新しいヨウコ(3)
転生したら転生してないの俺だけだった
〜レムリア大陸放浪記〜
1-20.新しいヨウコ(3)
俺のボン契約解除は簡単だった。解除書類は昔流行ったあの映画まんまの"令"と書かれた細長い札で、先先代が、俺の額に貼り付けると、
「ポーン」と言う電子音が一回だけ鳴り、それで終了。まあ「エラーファイル」と書かれたフォルダを転送消去する様なものだろう。
「南南東百八十里。鏡の司の夢枕に告げよ」
「はっ!」と言う声がする。
「これで三日目の夜にお告げが下る。今回の新しいボン様は直ぐに見つからないと困るしな」
これでますます失敗出来なくなった。
そう思っていた時
「ううううわ〜〜っ!やめてぇ〜〜っ!痛い痛いっ!」とヨウコが苦しみだす。ヨウコの体はみるみる小さくなり、赤だか青だかのキャンディを舐めた様に若返って行く。出会った頃の幼児よりも更にに萎んで、やがて勾玉の様な形となる。
「これがヨウコの幼体や。飛べ!宿主を定めよ!」
ひゅん、と勾玉が妖狐の里目指して飛ぶ。
ヨウコの寝ていた後には、緑色の淡い光が人型に光っていた。
「それがヨウコの魂や、婿殿、早く眷族の体に繋ぎとめなはれ。技術などもうええ。誠意や若さや青春や。抱きしめや、撫でさすり、揉み、 舐めまくるのや!」突然の婿殿呼ばわり。
だがエロい事をするのは違う気がする。もっと神聖な儀式じゃなきゃ。
俺は眷族の手を握り、呼びかける。
「ヨウコ、この体に入れ。
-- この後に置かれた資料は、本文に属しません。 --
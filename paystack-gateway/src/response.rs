//! Interpretation of raw Paystack responses.
//!
//! Paystack wraps every payload as `{status, message, data}`. A call only
//! counts as successful when the HTTP status is 200 *and* `status` is `true`.

use paystack_types::GatewayResult;
use serde_json::{Map, Value};

/// Maps an HTTP response from Paystack to a [`GatewayResult`].
///
/// The body is decoded as JSON only when `content_type` says so; a body
/// that fails to decode is treated as absent. On failure the message falls
/// back to the raw body text.
pub fn classify(
    status: u16,
    content_type: &str,
    text: String,
    default_message: &str,
) -> GatewayResult {
    let body = if content_type.to_ascii_lowercase().contains("application/json") {
        serde_json::from_str::<Value>(&text).ok()
    } else {
        None
    };
    let object = body.as_ref().and_then(Value::as_object);

    let accepted = object
        .and_then(|o| o.get("status"))
        .and_then(Value::as_bool)
        .unwrap_or(false);

    if status == 200 && accepted {
        let message = object
            .and_then(|o| o.get("message"))
            .and_then(Value::as_str)
            .unwrap_or(default_message);
        return GatewayResult::success(message, object.and_then(data_field));
    }

    let message = object
        .and_then(|o| o.get("message"))
        .and_then(Value::as_str)
        .filter(|m| !m.is_empty())
        .map(str::to_owned)
        .unwrap_or(text);
    GatewayResult::rejected(status, message, object.and_then(data_field))
}

fn data_field(object: &Map<String, Value>) -> Option<Value> {
    object.get("data").filter(|d| !d.is_null()).cloned()
}

#[cfg(test)]
mod tests {
    use super::*;
    use serde_json::json;

    const JSON: &str = "application/json; charset=utf-8";

    #[test]
    fn test_success_passes_data_through() {
        let body = json!({"status": true, "message": "M", "data": {"authorization_url": "u"}});
        let result = classify(200, JSON, body.to_string(), "Payment initialized");

        assert!(result.ok());
        assert_eq!(result.status_code(), 200);
        assert_eq!(result.message(), "M");
        assert_eq!(result.data(), Some(&json!({"authorization_url": "u"})));
    }

    #[test]
    fn test_success_without_message_uses_default() {
        let body = json!({"status": true, "data": {}});
        let result = classify(200, JSON, body.to_string(), "Verification successful");

        assert!(result.ok());
        assert_eq!(result.message(), "Verification successful");
    }

    #[test]
    fn test_non_json_error_uses_raw_text() {
        let result = classify(400, "text/html", "Bad Request".into(), "Payment initialized");

        assert!(!result.ok());
        assert_eq!(result.status_code(), 400);
        assert_eq!(result.message(), "Bad Request");
        assert!(result.data().is_none());
    }

    #[test]
    fn test_status_false_on_200_is_failure() {
        let body = json!({"status": false, "message": "Invalid key", "data": {"code": "x"}});
        let result = classify(200, JSON, body.to_string(), "Payment initialized");

        assert!(!result.ok());
        assert_eq!(result.status_code(), 200);
        assert_eq!(result.message(), "Invalid key");
        assert_eq!(result.data(), Some(&json!({"code": "x"})));
    }

    #[test]
    fn test_status_must_be_boolean_true() {
        let body = json!({"status": "true", "message": "odd"});
        let result = classify(200, JSON, body.to_string(), "Payment initialized");

        assert!(!result.ok());
    }

    #[test]
    fn test_empty_message_falls_back_to_text() {
        let text = json!({"status": false, "message": ""}).to_string();
        let result = classify(404, JSON, text.clone(), "Verification successful");

        assert_eq!(result.status_code(), 404);
        assert_eq!(result.message(), text);
    }

    #[test]
    fn test_malformed_json_treated_as_no_body() {
        let result = classify(200, JSON, "{not json".into(), "Payment initialized");

        assert!(!result.ok());
        assert_eq!(result.status_code(), 200);
        assert_eq!(result.message(), "{not json");
        assert!(result.data().is_none());
    }

    #[test]
    fn test_json_body_ignored_without_json_content_type() {
        let text = json!({"status": true, "message": "M"}).to_string();
        let result = classify(200, "text/plain", text.clone(), "Payment initialized");

        assert!(!result.ok());
        assert_eq!(result.message(), text);
    }

    #[test]
    fn test_non_object_json_has_no_data() {
        let result = classify(500, JSON, "[1,2]".into(), "Payment initialized");

        assert_eq!(result.message(), "[1,2]");
        assert!(result.data().is_none());
    }
}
末永く俺と添い遂げよう!」
蒸発する様に天井に立ち登り、そのまま成仏(でいいのか?)しそうだった緑色の光りが、すうっと眷族に引き込まれる。
「ううううん」
眷族、いや新しいヨウコが目覚める。
「メグル。怖い夢見てた」
そうか、どんな?
「変な人材派遣会社で転生させられそうに」
それは怖かったな。
「上手く行ったの?何があったの?」
「自分の胸に手を当ててよく考えてご覧」
「SUGOI DEKAI!。メグルがこの胸触ったりしてスケベで呼んだの?」
「いや、普通に…。誠意で」
「末永く俺と添い遂げよう!末永く俺と添い遂げよう!末永く俺と添い遂げよう!」
ババア煩いっ!
「それでやな」
先先代が、なぜかハサミを持ってる。
「まだ眷族とわての間に、霊的な臍の緒が繋がってるんやが、監視役として、これは残した方がいいかと思うのや」
確かに細い透明の糸が先先代と眷族を繋いでいる。
「残すと何か利点が?」
「情報とか、その他諸々わてに直ぐ伝わるので、危険な時直ぐ助けに行けるで」
「うーん…その他諸々って?」
「感情とかやな。ヨウコが婿殿にいい事して貰うと感じるいい気持ちが、わてにも」
ヨウコが先先代からハサミをひったくると、ためらいなくバチンと臍の緒を切った。俺が
「端末にトラップを仕掛けて、メーカーが個人情報を不正に取得する事は犯罪です」
「もう…お茶目な冗談じゃ。そんな若夫婦の夜を覗く姑みたいな事、ようせんわ」
覗く気満々だった癖に。
「これで、あんたらが首尾よく逃げられるまでお別れやな。あんじょうお気張りやす」
「判った。必ずまた会えますよね」
「会えるで。嫌ちゅうほど」
なんか背中を悪寒が走った。
「あとヨウコの腕の傷な、カラスの。今度の体にも付けといたで。侍女に目ざとい子がいてるしな。まあ無事逃げおおせたら、消したるわ」
「「そのままで大丈夫です」」
〆のセリフが気に入ってます。大事な傷。